3. L'article L. 611-1 du code de l'entrée et du séjour des étrangers et du droit d'asile dispose que : " L'autorité administrative peut obliger un étranger à quitter le territoire français lorsqu'il se trouve dans les cas suivants : () / 4° La reconnaissance de la qualité de réfugié ou le bénéfice de la protection subsidiaire a été définitivement refusé à l'étranger ou il ne bénéficie plus du droit de se maintenir sur le territoire français en application des articles L. 542-1 et L. 542-2, à moins qu'il ne soit titulaire de l'un des documents mentionnés au 3° () ".

4. En premier lieu, il ne ressort ni de la motivation des arrêtés du 8 février 2024 ni des autres pièces du dossier que le préfet de Maine-et-Loire qui évoque l'ensemble de la situation des intéressés n'aurait pas procédé à un examen de leur situation avant de les obliger à quitter le territoire français et se serait cru lié par le rejet des demandes d'asile des intéressés.

5. En deuxième lieu, l'article 8 de la convention européenne de sauvegarde des droits de l'homme et des libertés fondamentales stipule que : " Toute personne a droit au respect de sa vie privée et familiale, de son domicile et de sa correspondance () ".

6. A supposer que M. B et Mme D aient entendu invoquer leur vie privée et familiale en France et ainsi la méconnaissance des stipulations de l'article 8 de la convention européenne de sauvegarde des droits de l'homme et des libertés fondamentales, il ressort des pièces du dossier que les intéressés sont entrés en France en 2020 aux âges de quarante-trois et quarante-deux ans après avoir vécu la majeure partie de leur vie dans leur pays d'origine. Ils n'ont résidé régulièrement en France qu'en qualité de demandeurs d'asile alors que leurs demandes d'asile ont été définitivement rejetées à la suite des décisions de la Cour nationale du droit d'asile de janvier 2024. Ils font tous les deux l'objet d'une mesure d'éloignement. S'ils évoquent la présence et la scolarisation en France de leurs jumeaux âgés de presque dix-huit ans, ils n'établissent aucune circonstance de nature à faire obstacle à la poursuite de la scolarisation de leurs enfants qui ont vécu presque quatorze ans dans leur pays d'origine. Il suit de là qu'en obligeant M. B et Mme D à quitter le territoire français, le préfet de Maine-et-Loire n'a pas porté à leur droit à une vie privée et familiale normale une atteinte excessive et n'a donc pas méconnu les stipulations de l'article 8 de la convention européenne de sauvegarde des droits de l'homme et des libertés fondamentales.
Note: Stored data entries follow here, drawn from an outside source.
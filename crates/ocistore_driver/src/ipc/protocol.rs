//! Wire types exchanged between [`super::client::IpcDriver`] and
//! [`super::server::serve`]. Each message is one line of `serde_json`
//! followed by `\n`; bodies travel as base64 inside the JSON envelope
//! rather than as a separate framed byte stream, trading some throughput
//! for a protocol simple enough to debug with `nc`.

use serde::{Deserialize, Serialize};

use crate::{FileInfo, UrlMethod};

#[derive(Debug, Serialize, Deserialize)]
pub struct Request {
    pub id: u64,
    pub op: Op,
}

#[derive(Debug, Serialize, Deserialize)]
pub enum Op {
    GetContent { path: String },
    PutContent { path: String, content_b64: String },
    Stat { path: String },
    List { path: String },
    MoveTo { src: String, dst: String },
    Delete { path: String },
    UrlFor { path: String, method: UrlMethod, expiry_secs: u64 },
    WriterOpen { path: String, append: bool },
    WriterWrite { writer_id: u64, data_b64: String },
    WriterClose { writer_id: u64 },
    WriterCommit { writer_id: u64, size_hint: Option<u64> },
    WriterCancel { writer_id: u64 },
}

#[derive(Debug, Serialize, Deserialize)]
pub struct Response {
    pub id: u64,
    pub result: RpcResult,
}

#[derive(Debug, Serialize, Deserialize)]
pub enum RpcResult {
    Content { content_b64: String },
    Ok,
    Stat(WireFileInfo),
    List(Vec<String>),
    Url(String),
    WriterOpened { writer_id: u64 },
    WriterSize { size: u64 },
    Err(WireError),
}

#[derive(Debug, Serialize, Deserialize)]
pub struct WireFileInfo {
    pub path: String,
    pub size: u64,
    pub mod_time_unix_ms: u64,
    pub is_dir: bool,
}

impl From<FileInfo> for WireFileInfo {
    fn from(info: FileInfo) -> Self {
        let mod_time_unix_ms = info
            .mod_time
            .duration_since(std::time::UNIX_EPOCH)
            .map(|d| d.as_millis() as u64)
            .unwrap_or(0);
        Self {
            path: info.path,
            size: info.size,
            mod_time_unix_ms,
            is_dir: info.is_dir,
        }
    }
}

impl From<WireFileInfo> for FileInfo {
    fn from(wire: WireFileInfo) -> Self {
        Self {
            path: wire.path,
            size: wire.size,
            mod_time: std::time::UNIX_EPOCH
                + std::time::Duration::from_millis(wire.mod_time_unix_ms),
            is_dir: wire.is_dir,
        }
    }
}

/// A serializable mirror of [`ocistore_core::errors::Error`]'s public
/// surface. Error variants don't round-trip as the original enum (detail
/// maps and the `&'static str` state name don't survive a process
/// boundary cleanly); callers see a [`ocistore_core::errors::Error::Transport`]
/// carrying this message and code instead.
#[derive(Debug, Serialize, Deserialize)]
pub struct WireError {
    pub code: String,
    pub message: String,
}

impl From<&ocistore_core::errors::Error> for WireError {
    fn from(err: &ocistore_core::errors::Error) -> Self {
        Self {
            code: err.code().to_string(),
            message: err.to_string(),
        }
    }
}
7. En dernier lieu, l'article L. 721-4 du code de l'entrée et du séjour des étrangers et du droit d'asile dispose que : " L'autorité administrative peut désigner comme pays de renvoi : / 1° Le pays dont l'étranger a la nationalité, sauf si l'Office français de protection des réfugiés et apatrides ou la Cour nationale du droit d'asile lui a reconnu la qualité de réfugié ou lui a accordé le bénéfice de la protection subsidiaire ou s'il n'a pas encore été statué sur sa demande d'asile ; / 2° Un autre pays pour lequel un document de voyage en cours de validité a été délivré en application d'un accord ou arrangement de réadmission européen ou bilatéral ; / 3° Ou, avec l'accord de l'étranger, tout autre pays dans lequel il est légalement admissible./ Un étranger ne peut être éloigné à destination d'un pays s'il établit que sa vie ou sa liberté y sont menacées ou qu'il y est exposé à des traitements contraires aux stipulations de l'article 3 de la Convention européenne de sauvegarde des droits de l'homme et des libertés fondamentales du 4 novembre 1950 ". L'article 3 de la convention européenne de sauvegarde des droits de l'homme et des libertés fondamentales stipule quant à lui que : " " Nul ne peut être soumis à la torture ni à des peines ou traitements inhumains ou dégradants ". Enfin l'article 19 de la Charte des droits fondamentaux de l'Union européenne dispose que : " () 2. Nul ne peut être éloigné, expulsé ou extradé vers un État où il existe un risque sérieux qu'il soit soumis à la peine de mort, à la torture ou à d'autres peines ou traitements inhumains ou dégradants ".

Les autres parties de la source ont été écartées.